The male does not have spines on the tegument, or other defensive means, therefore, if disturbed, tends to fly away from the predators emitting some substances having an unpleasant odour that have a deterrent power and are called allomones, because favourable only to those who emit them. The females, besides releasing substances with stinging action from the repulsive thoracic glands, actively defend themselves with the legs that have articles equipped with spines.
The eggs, oval, have a diametre of about 5 mm. After the first moult, the neanids of second age, have the body uniformly light brown. Starting from the third age, on the abdomen of the female neanids take the form some spiny protuberances always absent in the male ones.
Like most Phasmids, the post-embryonic stages are sedentary and active especially after the sunset; during the day they keep anchored to the substratum often swinging to mimic the movement of the leaves. If disturbed, they react by arching the terminal part of the abdomen and raising the forelegs. Often in these cases the aggressors mistake them for scorpions and consequently they desist from attacking them.
The males become adults and can reproduce, after having completed at most five or six moults.
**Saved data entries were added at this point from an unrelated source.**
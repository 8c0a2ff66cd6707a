//! Wrap an existing armored private key into the vault format.

use std::fs;
use std::path::PathBuf;

use anyhow::{bail, Context, Result};
use clap::Args;
use zeroize::Zeroizing;

use argonchat::chat::ChatConfig;
use argonchat::crypto::keys::decode_secret_key;
use argonchat::crypto::vault;
use argonchat::keychain::KeyKind;

use super::{prompt_new_passphrase, CommandExecutor, KeychainArgs};

/// Protect an armored private key file with a passphrase.
#[derive(Args, Debug)]
pub struct ProtectCommand {
    /// Armored private key file to import
    pub input: PathBuf,

    /// File name stem inside the keychain (default: input file stem)
    #[arg(short, long)]
    pub name: Option<String>,

    /// Alias to bind the key to
    #[arg(short, long)]
    pub alias: Option<String>,

    /// Delete the unprotected input file afterwards
    #[arg(long)]
    pub remove_input: bool,

    #[command(flatten)]
    pub keychain: KeychainArgs,
}

impl CommandExecutor for ProtectCommand {
    fn execute(&self) -> Result<()> {
        let config = ChatConfig::load().context("Failed to load settings")?;
        let mut keychain = self.keychain.open()?;

        let armored = Zeroizing::new(
            fs::read_to_string(&self.input)
                .with_context(|| format!("Failed to read {}", self.input.display()))?,
        );
        decode_secret_key(&armored).context("Input is not an armored private key")?;

        let name = match &self.name {
            Some(name) => name.clone(),
            None => self
                .input
                .file_stem()
                .and_then(|s| s.to_str())
                .map(str::to_string)
                .context("Cannot derive a key name from the input path")?,
        };
        let filename = format!("{}.{}", name, KeyKind::Private.extension());
        let output = keychain.dir(KeyKind::Private).join(&filename);
        if output.exists() {
            bail!("{} already exists", output.display());
        }

        let passphrase = prompt_new_passphrase()?;
        let blob = vault::protect(armored.as_bytes(), &passphrase, &config.kdf)
            .context("Failed to protect private key")?;
        blob.save(&output).context("Failed to write protected key")?;

        let id = keychain.add(KeyKind::Private, &filename);
        if let Some(alias) = &self.alias {
            keychain.bind_alias(id, alias)?;
        }
        keychain.save().context("Failed to save keychain")?;

        if self.remove_input {
            fs::remove_file(&self.input)
                .with_context(|| format!("Failed to remove {}", self.input.display()))?;
        }

        println!("[{}] Protected key written to {}", id, output.display());
        Ok(())
    }
}
//! ASCII armor for keys and messages.
//!
//! Armored blocks are base64 between `-----BEGIN ARGONCHAT <LABEL>-----` and
//! `-----END ARGONCHAT <LABEL>-----` lines, wrapped at 64 columns.

use base64::{engine::general_purpose::STANDARD as BASE64, Engine};
use thiserror::Error;
use zeroize::{Zeroize, Zeroizing};

/// Line width of the base64 body.
const LINE_WIDTH: usize = 64;

/// Input bytes per body line.
const CHUNK: usize = LINE_WIDTH / 4 * 3;

/// Errors that can occur while removing armor.
#[derive(Error, Debug)]
pub enum ArmorError {
    #[error("Missing armor header for {0}")]
    MissingHeader(&'static str),

    #[error("Missing armor footer for {0}")]
    MissingFooter(&'static str),

    #[error("Base64 decode error: {0}")]
    Base64Error(#[from] base64::DecodeError),
}

fn header(label: &str) -> String {
    format!("-----BEGIN ARGONCHAT {}-----", label)
}

fn footer(label: &str) -> String {
    format!("-----END ARGONCHAT {}-----", label)
}

/// Exact length of the armored form of `len` bytes.
fn armored_len(label: &str, len: usize) -> usize {
    let body: usize = (0..len)
        .step_by(CHUNK)
        .map(|start| (len - start).min(CHUNK).div_ceil(3) * 4 + 1)
        .sum();
    header(label).len() + footer(label).len() + 2 + body
}

/// Appends the armored block to `out`, which must already hold enough capacity.
fn write_armor(label: &str, data: &[u8], out: &mut String) {
    out.push_str(&header(label));
    out.push('\n');

    let mut line = [0u8; LINE_WIDTH];
    for chunk in data.chunks(CHUNK) {
        // a full chunk encodes to exactly LINE_WIDTH bytes
        if let Ok(n) = BASE64.encode_slice(chunk, &mut line) {
            out.push_str(std::str::from_utf8(&line[..n]).unwrap_or_default());
        }
        out.push('\n');
    }
    line.zeroize();

    out.push_str(&footer(label));
    out.push('\n');
}

/// Wraps binary data in an armored block.
pub fn armor(label: &str, data: &[u8]) -> String {
    let mut out = String::with_capacity(armored_len(label, data.len()));
    write_armor(label, data, &mut out);
    out
}

/// Like [`armor`], for secrets: the text is built in place and wiped on drop.
pub fn armor_secret(label: &str, data: &[u8]) -> Zeroizing<String> {
    let mut out = Zeroizing::new(String::with_capacity(armored_len(label, data.len())));
    write_armor(label, data, &mut out);
    out
}

/// Extracts the binary content of the first armored block with `label`.
pub fn dearmor(text: &str, label: &'static str) -> Result<Vec<u8>, ArmorError> {
    let header = header(label);
    let footer = footer(label);

    let start = text
        .find(&header)
        .ok_or(ArmorError::MissingHeader(label))?
        + header.len();
    let end = text[start..]
        .find(&footer)
        .ok_or(ArmorError::MissingFooter(label))?
        + start;

    let armored = &text[start..end];
    let mut body = Zeroizing::new(String::with_capacity(armored.len()));
    body.extend(armored.chars().filter(|c| !c.is_whitespace()));
    Ok(BASE64.decode(body.as_bytes())?)
}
They survive about one year during which they fecundate the females emitting spherical spermatophores having a diametre of about half a centimetre.
The adult females are little more long-lived than the males and reach maturity about one month after the last of six or seven moults. During their life they lay a total of about 400 eggs.
If fecundated, they lay 3-4 amphigonic eggs per day that hatch after 4 or 5 months of incubation. In absence of males, they lay parthenogenetic eggs from which after 7-8 months come to life only females. This reproduction is called thelytoky.
An important reproductive strategy is linked to the resemblance of the eggs to the seeds of an acacia that ants of the genus Leptomyrmex collect and transport into the nest. Here the eggs complete the embryonic development and the juvenile stages, about 2 mm long, and similar to the host ants, get then out from the anthill undisturbed.